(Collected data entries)
use crate::entities::{Column, IncomeStatement, IncomeStatementRow, Row};

pub const TOTAL_COLUMN_KEY: &str = "total";
pub const TOTAL_COLUMN_LABEL: &str = "Total";

pub fn period_column_key(index: usize) -> String {
    format!("period-{}", index)
}

/// One column per reporting period, followed by the total column.
pub fn income_statement_columns(statement: &IncomeStatement) -> Vec<Column> {
    statement
        .period_labels()
        .enumerate()
        .map(|(i, label)| Column {
            key: period_column_key(i),
            label: label.to_string(),
            align: None,
        })
        .chain(std::iter::once(Column {
            key: TOTAL_COLUMN_KEY.to_string(),
            label: TOTAL_COLUMN_LABEL.to_string(),
            align: None,
        }))
        .collect()
}

/// Table rows for an income statement. Each row's values are its per-period
/// amounts followed by its total, matching [`income_statement_columns`].
pub fn income_statement_rows(statement: &IncomeStatement) -> Vec<Row> {
    statement.rows.iter().map(map_row).collect()
}

fn map_row(row: &IncomeStatementRow) -> Row {
    Row {
        key: row.key.clone(),
        label: row.label.clone(),
        values: row
            .amounts
            .iter()
            .chain(std::iter::once(&row.total))
            .cloned()
            .collect(),
        children: row.children.iter().map(map_row).collect(),
    }
}

#[cfg(test)]
mod tests {
    use chrono::NaiveDate;

    use super::*;
    use crate::entities::{IncomeStatementSummary, Period};

    fn statement() -> IncomeStatement {
        let d = |m, day| NaiveDate::from_ymd_opt(2026, m, day).unwrap();
        IncomeStatement {
            periods: vec!["Q1 2026".to_string(), "Q2 2026".to_string()],
            period_meta: vec![
                Period {
                    label: "2026-Q1".to_string(),
                    start: d(1, 1),
                    end: d(3, 31),
                },
                Period {
                    label: "2026-Q2".to_string(),
                    start: d(4, 1),
                    end: d(6, 30),
                },
            ],
            rows: vec![IncomeStatementRow {
                key: "revenue".to_string(),
                label: "REVENUE".to_string(),
                amounts: vec!["10".to_string(), "20".to_string()],
                total: "30".to_string(),
                children: vec![IncomeStatementRow {
                    key: "account-7".to_string(),
                    label: "4000 – Sales".to_string(),
                    amounts: vec!["10".to_string(), "20".to_string()],
                    total: "30".to_string(),
                    children: vec![],
                }],
            }],
            flat: vec![],
            summary: IncomeStatementSummary {
                gross_profit: vec![],
                net_income: vec![],
            },
        }
    }

    #[test]
    fn columns_are_periods_then_total() {
        let columns = income_statement_columns(&statement());
        let keys: Vec<&str> = columns.iter().map(|c| c.key.as_str()).collect();
        let labels: Vec<&str> = columns.iter().map(|c| c.label.as_str()).collect();
        assert_eq!(keys, vec!["period-0", "period-1", "total"]);
        assert_eq!(labels, vec!["Q1 2026", "Q2 2026", "Total"]);
    }

    #[test]
    fn row_values_are_amounts_then_total() {
        let rows = income_statement_rows(&statement());
        assert_eq!(rows[0].values, vec!["10", "20", "30"]);
        assert_eq!(rows[0].children[0].key, "account-7");
        assert_eq!(rows[0].children[0].values, vec!["10", "20", "30"]);
        assert!(!rows[0].children[0].has_children());
    }
}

**Goal of the exercise:** Retype each line above with no alterations.

**Result for this exercise:**
use crate::entities::{Column, IncomeStatement, IncomeStatementRow, Row};

pub const TOTAL_COLUMN_KEY: &str = "total";
pub const TOTAL_COLUMN_LABEL: &str = "Total";

pub fn period_column_key(index: usize) -> String {
    format!("period-{}", index)
}

/// One column per reporting period, followed by the total column.
pub fn income_statement_columns(statement: &IncomeStatement) -> Vec<Column> {
    statement
        .period_labels()
        .enumerate()
        .map(|(i, label)| Column {
            key: period_column_key(i),
            label: label.to_string(),
            align: None,
        })
        .chain(std::iter::once(Column {
            key: TOTAL_COLUMN_KEY.to_string(),
            label: TOTAL_COLUMN_LABEL.to_string(),
            align: None,
        }))
        .collect()
}

/// Table rows for an income statement. Each row's values are its per-period
/// amounts followed by its total, matching [`income_statement_columns`].
pub fn income_statement_rows(statement: &IncomeStatement) -> Vec<Row> {
    statement.rows.iter().map(map_row).collect()
}

fn map_row(row: &IncomeStatementRow) -> Row {
    Row {
        key: row.key.clone(),
        label: row.label.clone(),
        values: row
            .amounts
            .iter()
            .chain(std::iter::once(&row.total))
            .cloned()
            .collect(),
        children: row.children.iter().map(map_row).collect(),
    }
}

#[cfg(test)]
mod tests {
    use chrono::NaiveDate;

    use super::*;
    use crate::entities::{IncomeStatementSummary, Period};

    fn statement() -> IncomeStatement {
        let d = |m, day| NaiveDate::from_ymd_opt(2026, m, day).unwrap();
        IncomeStatement {
            periods: vec!["Q1 2026".to_string(), "Q2 2026".to_string()],
            period_meta: vec![
                Period {
                    label: "2026-Q1".to_string(),
                    start: d(1, 1),
                    end: d(3, 31),
                },
                Period {
                    label: "2026-Q2".to_string(),
                    start: d(4, 1),
                    end: d(6, 30),
                },
            ],
            rows: vec![IncomeStatementRow {
                key: "revenue".to_string(),
                label: "REVENUE".to_string(),
                amounts: vec!["10".to_string(), "20".to_string()],
                total: "30".to_string(),
                children: vec![IncomeStatementRow {
                    key: "account-7".to_string(),
                    label: "4000 – Sales".to_string(),
                    amounts: vec!["10".to_string(), "20".to_string()],
                    total: "30".to_string(),
                    children: vec![],
                }],
            }],
            flat: vec![],
            summary: IncomeStatementSummary {
                gross_profit: vec![],
                net_income: vec![],
            },
        }
    }

    #[test]
    fn columns_are_periods_then_total() {
        let columns = income_statement_columns(&statement());
        let keys: Vec<&str> = columns.iter().map(|c| c.key.as_str()).collect();
        let labels: Vec<&str> = columns.iter().map(|c| c.label.as_str()).collect();
        assert_eq!(keys, vec!["period-0", "period-1", "total"]);
        assert_eq!(labels, vec!["Q1 2026", "Q2 2026", "Total"]);
    }

    #[test]
    fn row_values_are_amounts_then_total() {
        let rows = income_statement_rows(&statement());
        assert_eq!(rows[0].values, vec!["10", "20", "30"]);
        assert_eq!(rows[0].children[0].key, "account-7");
        assert_eq!(rows[0].children[0].values, vec!["10", "20", "30"]);
        assert!(!rows[0].children[0].has_children());
    }
}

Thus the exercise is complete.